## PROBLEM REQUIREMENTS
Output an exact reproduction of the data.

══════════

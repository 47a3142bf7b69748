//! Per-scenario history snapshots
//!
//! One row per period for each population, recorded after choice
//! resolution and before queued decision-maker releases take effect, so a
//! period's snapshot still shows the attachments that produced it. The
//! three matrices are the sole input to the statistics aggregator.

use serde::{Deserialize, Serialize};

use crate::core::types::{
    ChoiceId, ChoiceStatus, DecisionMakerId, Period, ProblemId, ProblemStatus, NUM_CHOICES,
    NUM_DECISION_MAKERS, NUM_PERIODS, NUM_PROBLEMS,
};
use crate::model::state::ScenarioState;

/// Recorded state of one problem in one period
#[derive(Debug, Clone, Copy, PartialEq, Eq, Serialize, Deserialize)]
pub enum ProblemCell {
    /// The problem has not yet entered the organization
    NotEntered,
    /// Entered but attached to no choice
    Unattached,
    /// Attached to the given choice
    Attached(ChoiceId),
    /// Solved
    Solved,
}

impl ProblemCell {
    /// Table code: -1 / 0 / choice id / 1000
    pub fn code(self) -> i32 {
        match self {
            ProblemCell::NotEntered => -1,
            ProblemCell::Unattached => 0,
            ProblemCell::Attached(choice) => choice.0 as i32,
            ProblemCell::Solved => 1000,
        }
    }
}

/// The three per-period snapshot matrices of one scenario
#[derive(Debug, Clone, PartialEq, Serialize, Deserialize)]
pub struct ScenarioHistory {
    pub choices: [[ChoiceStatus; NUM_CHOICES]; NUM_PERIODS],
    pub makers: [[Option<ChoiceId>; NUM_DECISION_MAKERS]; NUM_PERIODS],
    pub problems: [[ProblemCell; NUM_PROBLEMS]; NUM_PERIODS],
}

impl ScenarioHistory {
    pub fn new() -> Self {
        Self {
            choices: [[ChoiceStatus::Inactive; NUM_CHOICES]; NUM_PERIODS],
            makers: [[None; NUM_DECISION_MAKERS]; NUM_PERIODS],
            problems: [[ProblemCell::NotEntered; NUM_PROBLEMS]; NUM_PERIODS],
        }
    }

    /// Record the post-resolution snapshot for one period.
    pub fn record(&mut self, period: Period, state: &ScenarioState) {
        let t = period.index();
        for choice in ChoiceId::all() {
            self.choices[t][choice.index()] = state.choice_status[choice.index()];
        }
        for maker in DecisionMakerId::all() {
            self.makers[t][maker.index()] = state.maker_choice[maker.index()];
        }
        for problem in ProblemId::all() {
            let j = problem.index();
            self.problems[t][j] = match state.problem_status[j] {
                ProblemStatus::NotEntered => ProblemCell::NotEntered,
                ProblemStatus::Solved => ProblemCell::Solved,
                ProblemStatus::Active => match state.problem_choice[j] {
                    Some(choice) => ProblemCell::Attached(choice),
                    None => ProblemCell::Unattached,
                },
            };
        }
    }
}

impl Default for ScenarioHistory {
    fn default() -> Self {
        Self::new()
    }
}

#[cfg(test)]
mod tests {
    use super::*;
    use crate::model::coords::{
        AccessStructure, DecisionStructure, EnergyDistribution, EnergyLoad, ScenarioCoords,
    };

    fn empty_state() -> ScenarioState {
        ScenarioState::new(ScenarioCoords {
            load: EnergyLoad::Light,
            access: AccessStructure::Unsegmented,
            structure: DecisionStructure::Unsegmented,
            energy: EnergyDistribution::Uniform,
        })
    }

    #[test]
    fn test_problem_cell_codes() {
        assert_eq!(ProblemCell::NotEntered.code(), -1);
        assert_eq!(ProblemCell::Unattached.code(), 0);
        assert_eq!(ProblemCell::Attached(ChoiceId(7)).code(), 7);
        assert_eq!(ProblemCell::Solved.code(), 1000);
    }

    #[test]
    fn test_record_encodes_problem_states() {
        let mut state = empty_state();
        state.problem_status[0] = ProblemStatus::Active;
        state.problem_choice[0] = Some(ChoiceId(3));
        state.problem_status[1] = ProblemStatus::Active;
        state.problem_status[2] = ProblemStatus::Solved;
        // A solved problem's stale attachment must not leak into the cell
        state.problem_choice[2] = Some(ChoiceId(5));

        let mut history = ScenarioHistory::new();
        history.record(Period(1), &state);

        assert_eq!(history.problems[0][0], ProblemCell::Attached(ChoiceId(3)));
        assert_eq!(history.problems[0][1], ProblemCell::Unattached);
        assert_eq!(history.problems[0][2], ProblemCell::Solved);
        assert_eq!(history.problems[0][3], ProblemCell::NotEntered);
    }

    #[test]
    fn test_record_captures_statuses_and_assignments() {
        let mut state = empty_state();
        state.choice_status[4] = ChoiceStatus::Active;
        state.choice_status[5] = ChoiceStatus::Made;
        state.maker_choice[2] = Some(ChoiceId(5));

        let mut history = ScenarioHistory::new();
        history.record(Period(3), &state);

        assert_eq!(history.choices[2][4], ChoiceStatus::Active);
        assert_eq!(history.choices[2][5], ChoiceStatus::Made);
        assert_eq!(history.makers[2][2], Some(ChoiceId(5)));
        assert_eq!(history.makers[2][0], None);
    }
}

══════════

## REPLY
repository 47a3142bf7b69748
//! Per-scenario history snapshots
//!
//! One row per period for each population, recorded after choice
//! resolution and before queued decision-maker releases take effect, so a
//! period's snapshot still shows the attachments that produced it. The
//! three matrices are the sole input to the statistics aggregator.

use serde::{Deserialize, Serialize};

use crate::core::types::{
    ChoiceId, ChoiceStatus, DecisionMakerId, Period, ProblemId, ProblemStatus, NUM_CHOICES,
    NUM_DECISION_MAKERS, NUM_PERIODS, NUM_PROBLEMS,
};
use crate::model::state::ScenarioState;

/// Recorded state of one problem in one period
#[derive(Debug, Clone, Copy, PartialEq, Eq, Serialize, Deserialize)]
pub enum ProblemCell {
    /// The problem has not yet entered the organization
    NotEntered,
    /// Entered but attached to no choice
    Unattached,
    /// Attached to the given choice
    Attached(ChoiceId),
    /// Solved
    Solved,
}

impl ProblemCell {
    /// Table code: -1 / 0 / choice id / 1000
    pub fn code(self) -> i32 {
        match self {
            ProblemCell::NotEntered => -1,
            ProblemCell::Unattached => 0,
            ProblemCell::Attached(choice) => choice.0 as i32,
            ProblemCell::Solved => 1000,
        }
    }
}

/// The three per-period snapshot matrices of one scenario
#[derive(Debug, Clone, PartialEq, Serialize, Deserialize)]
pub struct ScenarioHistory {
    pub choices: [[ChoiceStatus; NUM_CHOICES]; NUM_PERIODS],
    pub makers: [[Option<ChoiceId>; NUM_DECISION_MAKERS]; NUM_PERIODS],
    pub problems: [[ProblemCell; NUM_PROBLEMS]; NUM_PERIODS],
}

impl ScenarioHistory {
    pub fn new() -> Self {
        Self {
            choices: [[ChoiceStatus::Inactive; NUM_CHOICES]; NUM_PERIODS],
            makers: [[None; NUM_DECISION_MAKERS]; NUM_PERIODS],
            problems: [[ProblemCell::NotEntered; NUM_PROBLEMS]; NUM_PERIODS],
        }
    }

    /// Record the post-resolution snapshot for one period.
    pub fn record(&mut self, period: Period, state: &ScenarioState) {
        let t = period.index();
        for choice in ChoiceId::all() {
            self.choices[t][choice.index()] = state.choice_status[choice.index()];
        }
        for maker in DecisionMakerId::all() {
            self.makers[t][maker.index()] = state.maker_choice[maker.index()];
        }
        for problem in ProblemId::all() {
            let j = problem.index();
            self.problems[t][j] = match state.problem_status[j] {
                ProblemStatus::NotEntered => ProblemCell::NotEntered,
                ProblemStatus::Solved => ProblemCell::Solved,
                ProblemStatus::Active => match state.problem_choice[j] {
                    Some(choice) => ProblemCell::Attached(choice),
                    None => ProblemCell::Unattached,
                },
            };
        }
    }
}

impl Default for ScenarioHistory {
    fn default() -> Self {
        Self::new()
    }
}

#[cfg(test)]
mod tests {
    use super::*;
    use crate::model::coords::{
        AccessStructure, DecisionStructure, EnergyDistribution, EnergyLoad, ScenarioCoords,
    };

    fn empty_state() -> ScenarioState {
        ScenarioState::new(ScenarioCoords {
            load: EnergyLoad::Light,
            access: AccessStructure::Unsegmented,
            structure: DecisionStructure::Unsegmented,
            energy: EnergyDistribution::Uniform,
        })
    }

    #[test]
    fn test_problem_cell_codes() {
        assert_eq!(ProblemCell::NotEntered.code(), -1);
        assert_eq!(ProblemCell::Unattached.code(), 0);
        assert_eq!(ProblemCell::Attached(ChoiceId(7)).code(), 7);
        assert_eq!(ProblemCell::Solved.code(), 1000);
    }

    #[test]
    fn test_record_encodes_problem_states() {
        let mut state = empty_state();
        state.problem_status[0] = ProblemStatus::Active;
        state.problem_choice[0] = Some(ChoiceId(3));
        state.problem_status[1] = ProblemStatus::Active;
        state.problem_status[2] = ProblemStatus::Solved;
        // A solved problem's stale attachment must not leak into the cell
        state.problem_choice[2] = Some(ChoiceId(5));

        let mut history = ScenarioHistory::new();
        history.record(Period(1), &state);

        assert_eq!(history.problems[0][0], ProblemCell::Attached(ChoiceId(3)));
        assert_eq!(history.problems[0][1], ProblemCell::Unattached);
        assert_eq!(history.problems[0][2], ProblemCell::Solved);
        assert_eq!(history.problems[0][3], ProblemCell::NotEntered);
    }

    #[test]
    fn test_record_captures_statuses_and_assignments() {
        let mut state = empty_state();
        state.choice_status[4] = ChoiceStatus::Active;
        state.choice_status[5] = ChoiceStatus::Made;
        state.maker_choice[2] = Some(ChoiceId(5));

        let mut history = ScenarioHistory::new();
        history.record(Period(3), &state);

        assert_eq!(history.choices[2][4], ChoiceStatus::Active);
        assert_eq!(history.choices[2][5], ChoiceStatus::Made);
        assert_eq!(history.makers[2][2], Some(ChoiceId(5)));
        assert_eq!(history.makers[2][0], None);
    }
}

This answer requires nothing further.